Nothing but the lines from the one containing "if let Err(e) = node.tick_table(&task_path).await" through the last line of the data below should be returned, each copied exactly.

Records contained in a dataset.
____

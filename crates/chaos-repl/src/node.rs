//! Tablet node: hosts replica tables of one cluster.
//!
//! Every tick the node refreshes each table's card, advances caught-up sync
//! replicas to the card's current timestamp, runs the puller, trims queue
//! rows that every other replica already has and reports progress back to
//! the card. [`TabletNode::start`] runs the ticks on background tasks, one
//! per table.

use parking_lot::{Mutex, RwLock};
use std::collections::BTreeMap;
use std::fmt;
use std::sync::atomic::{AtomicBool, Ordering};
use std::sync::Arc;
use tokio::task::JoinHandle;
use tracing::{debug, info, warn};

use chaos_meta::card::CardFetchOptions;
use chaos_meta::config::TabletNodeConfig;
use chaos_meta::directory::Directory;
use chaos_meta::error::{ChaosError, ChaosResult};
use chaos_meta::progress::ReplicationProgress;
use chaos_meta::types::{ClusterTag, Era};

use crate::protocol::{PullRowsRequest, PullRowsResponse};
use crate::puller::{PullOutcome, Puller};
use crate::table::{BackgroundActivity, ReplicaTable, TableSnapshot, TableSpec};
use crate::transport::ReplicaTransport;

struct MountedTable {
    table: Arc<ReplicaTable>,
    puller: Puller,
    reported: Mutex<Option<ReplicationProgress>>,
}

/// What one tick did to one table.
#[derive(Clone, Debug, Default, PartialEq, Eq)]
pub struct TableTickReport {
    /// Rows pulled.
    pub pulled_rows: usize,
    /// Queue rows trimmed.
    pub trimmed_rows: usize,
    /// Whether the sync progress advanced.
    pub advanced: bool,
    /// Whether new progress was reported to the card.
    pub reported: bool,
}

/// Hosts the replica tables of one cluster.
pub struct TabletNode {
    cluster_name: String,
    clock_cluster_tag: ClusterTag,
    config: TabletNodeConfig,
    directory: Arc<Directory>,
    transport: Arc<dyn ReplicaTransport>,
    tables: RwLock<BTreeMap<String, Arc<MountedTable>>>,
    tasks: Mutex<BTreeMap<String, JoinHandle<()>>>,
    running: AtomicBool,
}

impl fmt::Debug for TabletNode {
    fn fmt(&self, f: &mut fmt::Formatter<'_>) -> fmt::Result {
        f.debug_struct("TabletNode")
            .field("cluster_name", &self.cluster_name)
            .field("tables", &self.tables.read().keys().collect::<Vec<_>>())
            .finish()
    }
}

impl TabletNode {
    /// Creates a node. `clock_cluster_tag` is the clock its bundle trusts.
    pub fn new(
        cluster_name: impl Into<String>,
        clock_cluster_tag: ClusterTag,
        config: TabletNodeConfig,
        directory: Arc<Directory>,
        transport: Arc<dyn ReplicaTransport>,
    ) -> Arc<Self> {
        Arc::new(Self {
            cluster_name: cluster_name.into(),
            clock_cluster_tag,
            config,
            directory,
            transport,
            tables: RwLock::new(BTreeMap::new()),
            tasks: Mutex::new(BTreeMap::new()),
            running: AtomicBool::new(false),
        })
    }

    /// Cluster served by the node.
    pub fn cluster_name(&self) -> &str {
        &self.cluster_name
    }

    /// Node configuration.
    pub fn config(&self) -> &TabletNodeConfig {
        &self.config
    }

    /// Mounts a new empty table.
    pub fn mount_table(self: &Arc<Self>, spec: TableSpec) -> ChaosResult<Arc<ReplicaTable>> {
        let table = ReplicaTable::new(self.cluster_name.clone(), spec, self.trusted_clock_tag())?;
        self.mount(table)
    }

    /// Mounts a table from an unmount snapshot.
    pub fn mount_snapshot(self: &Arc<Self>, snapshot: TableSnapshot) -> ChaosResult<Arc<ReplicaTable>> {
        let table = ReplicaTable::restore(self.cluster_name.clone(), snapshot, self.trusted_clock_tag())?;
        self.mount(table)
    }

    fn trusted_clock_tag(&self) -> Option<ClusterTag> {
        self.config
            .reject_incorrect_clock_cluster_tag
            .then_some(self.clock_cluster_tag)
    }

    fn mount(self: &Arc<Self>, table: ReplicaTable) -> ChaosResult<Arc<ReplicaTable>> {
        let table = Arc::new(table);
        let path = table.path().to_string();
        {
            let mut tables = self.tables.write();
            if tables.contains_key(&path) {
                return Err(ChaosError::validation(format!(
                    "table {:?} is already mounted on cluster {:?}",
                    path, self.cluster_name
                )));
            }
            tables.insert(
                path.clone(),
                Arc::new(MountedTable {
                    table: table.clone(),
                    puller: Puller::new(&self.config),
                    reported: Mutex::new(None),
                }),
            );
        }
        if let Err(e) = self.refresh_table(&table) {
            debug!(cluster = %self.cluster_name, %path, error = %e, "card not available at mount");
        }
        info!(
            cluster = %self.cluster_name,
            %path,
            replica_id = %table.replica_id(),
            "mounted replica table"
        );
        if self.running.load(Ordering::SeqCst) {
            self.spawn_table_task(&path);
        }
        Ok(table)
    }

    /// Unmounts a table and returns its snapshot.
    pub fn unmount_table(&self, path: &str) -> ChaosResult<TableSnapshot> {
        if let Some(task) = self.tasks.lock().remove(path) {
            task.abort();
        }
        let mounted = self
            .tables
            .write()
            .remove(path)
            .ok_or_else(|| ChaosError::no_such("table", path))?;
        info!(cluster = %self.cluster_name, %path, "unmounted replica table");
        Ok(mounted.table.snapshot())
    }

    /// Resolves a mounted table.
    pub fn table(&self, path: &str) -> ChaosResult<Arc<ReplicaTable>> {
        self.mounted(path).map(|m| m.table.clone())
    }

    /// Every mounted table.
    pub fn tables(&self) -> Vec<Arc<ReplicaTable>> {
        self.tables.read().values().map(|m| m.table.clone()).collect()
    }

    fn mounted(&self, path: &str) -> ChaosResult<Arc<MountedTable>> {
        self.tables
            .read()
            .get(path)
            .cloned()
            .ok_or_else(|| ChaosError::no_such("table", format!("{}:{}", self.cluster_name, path)))
    }

    /// Re-reads the table's card. Returns whether the era changed.
    pub fn refresh_table(&self, table: &ReplicaTable) -> ChaosResult<bool> {
        let card = self.directory.get_card(table.card_id(), CardFetchOptions::all())?;
        Ok(table.refresh_card(card))
    }

    fn refresh_if_behind(&self, table: &ReplicaTable, era: Era) {
        if table.era().map(|current| current < era).unwrap_or(true) {
            if let Err(e) = self.refresh_table(table) {
                debug!(path = %table.path(), era, error = %e, "card refresh failed");
            }
        }
    }

    /// Resolves a commit participant, catching up with `era` first.
    pub fn prepare_table(&self, path: &str, era: Era) -> ChaosResult<Arc<ReplicaTable>> {
        let table = self.table(path)?;
        self.refresh_if_behind(&table, era);
        Ok(table)
    }

    /// Serves a pull from a mounted queue.
    pub fn serve_pull_rows(&self, request: &PullRowsRequest) -> ChaosResult<PullRowsResponse> {
        let table = self.table(&request.replica_path)?;
        self.refresh_if_behind(&table, request.era);
        table.serve_pull_rows(request)
    }

    /// Runs one tick over every table.
    pub async fn tick(&self) -> BTreeMap<String, TableTickReport> {
        let mounted: Vec<(String, Arc<MountedTable>)> = self
            .tables
            .read()
            .iter()
            .map(|(path, m)| (path.clone(), m.clone()))
            .collect();
        let mut reports = BTreeMap::new();
        for (path, mounted) in mounted {
            reports.insert(path, self.tick_mounted(&mounted).await);
        }
        reports
    }

    /// Runs one tick over one table.
    pub async fn tick_table(&self, path: &str) -> ChaosResult<TableTickReport> {
        let mounted = self.mounted(path)?;
        Ok(self.tick_mounted(&mounted).await)
    }

    async fn tick_mounted(&self, mounted: &MountedTable) -> TableTickReport {
        let table = &mounted.table;
        let mut report = TableTickReport::default();

        if let Err(e) = self.refresh_table(table) {
            debug!(cluster = %self.cluster_name, path = %table.path(), error = %e, "card refresh failed");
        }
        report.advanced |= table.advance_sync_progress().is_some();

        if let Ok(PullOutcome::Pulled { rows, .. }) =
            mounted.puller.run_once(table, self.transport.as_ref()).await
        {
            report.pulled_rows = rows;
            report.advanced |= table.advance_sync_progress().is_some();
        }

        report.trimmed_rows = self.trim(table);
        report.reported = self.report_progress(mounted);
        report
    }

    fn trim(&self, table: &ReplicaTable) -> usize {
        let Some(card) = table.card() else {
            return 0;
        };
        let bound = ReplicationProgress::gather_min_all(
            card.replicas
                .iter()
                .filter(|(id, info)| **id != table.replica_id() && !info.history.is_empty())
                .map(|(_, info)| &info.replication_progress),
        );
        bound.map(|bound| table.trim(&bound)).unwrap_or(0)
    }

    fn report_progress(&self, mounted: &MountedTable) -> bool {
        let table = &mounted.table;
        let progress = table.progress();
        if mounted.reported.lock().as_ref() == Some(&progress) {
            return false;
        }
        let card_id = table.card_id();
        let result = self
            .directory
            .locate_card(card_id)
            .and_then(|cell| cell.update_replica_progress(card_id, table.replica_id(), &progress));
        match result {
            Ok(()) => {
                table.clear_background_error(BackgroundActivity::ReportProgress);
                *mounted.reported.lock() = Some(progress);
                true
            }
            Err(e) => {
                debug!(path = %table.path(), error = %e, "progress report failed");
                if e.is_retryable() {
                    table.set_background_error(BackgroundActivity::ReportProgress, &e);
                }
                false
            }
        }
    }

    /// Starts background ticking of every mounted table.
    pub fn start(self: &Arc<Self>) {
        self.running.store(true, Ordering::SeqCst);
        let paths: Vec<String> = self.tables.read().keys().cloned().collect();
        for path in paths {
            self.spawn_table_task(&path);
        }
        info!(cluster = %self.cluster_name, "tablet node started");
    }

    fn spawn_table_task(self: &Arc<Self>, path: &str) {
        let node = Arc::downgrade(self);
        let period = self.config.tick_period();
        let task_path = path.to_string();
        let handle = tokio::spawn(async move {
            let mut interval = tokio::time::interval(period);
            loop {
                interval.tick().await;
                let Some(node) = node.upgrade() else {
                    break;
                };
                if let Err(e) = node.tick_table(&task_path).await {
                    warn!(path = %task_path, error = %e, "table tick stopped");
                    break;
                }
            }
        });
        if let Some(previous) = self.tasks.lock().insert(path.to_string(), handle) {
            previous.abort();
        }
    }

    /// Stops background ticking.
    pub fn stop(&self) {
        self.running.store(false, Ordering::SeqCst);
        for (_, task) in std::mem::take(&mut *self.tasks.lock()) {
            task.abort();
        }
        info!(cluster = %self.cluster_name, "tablet node stopped");
    }
}

impl Drop for TabletNode {
    fn drop(&mut self) {
        for (_, task) in std::mem::take(&mut *self.tasks.lock()) {
            task.abort();
        }
    }
}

____

SOLVED EXERCISE.
                if let Err(e) = node.tick_table(&task_path).await {
                    warn!(path = %task_path, error = %e, "table tick stopped");
                    break;
                }
            }
        });
        if let Some(previous) = self.tasks.lock().insert(path.to_string(), handle) {
            previous.abort();
        }
    }

    /// Stops background ticking.
    pub fn stop(&self) {
        self.running.store(false, Ordering::SeqCst);
        for (_, task) in std::mem::take(&mut *self.tasks.lock()) {
            task.abort();
        }
        info!(cluster = %self.cluster_name, "tablet node stopped");
    }
}

impl Drop for TabletNode {
    fn drop(&mut self) {
        for (_, task) in std::mem::take(&mut *self.tasks.lock()) {
            task.abort();
        }
    }
}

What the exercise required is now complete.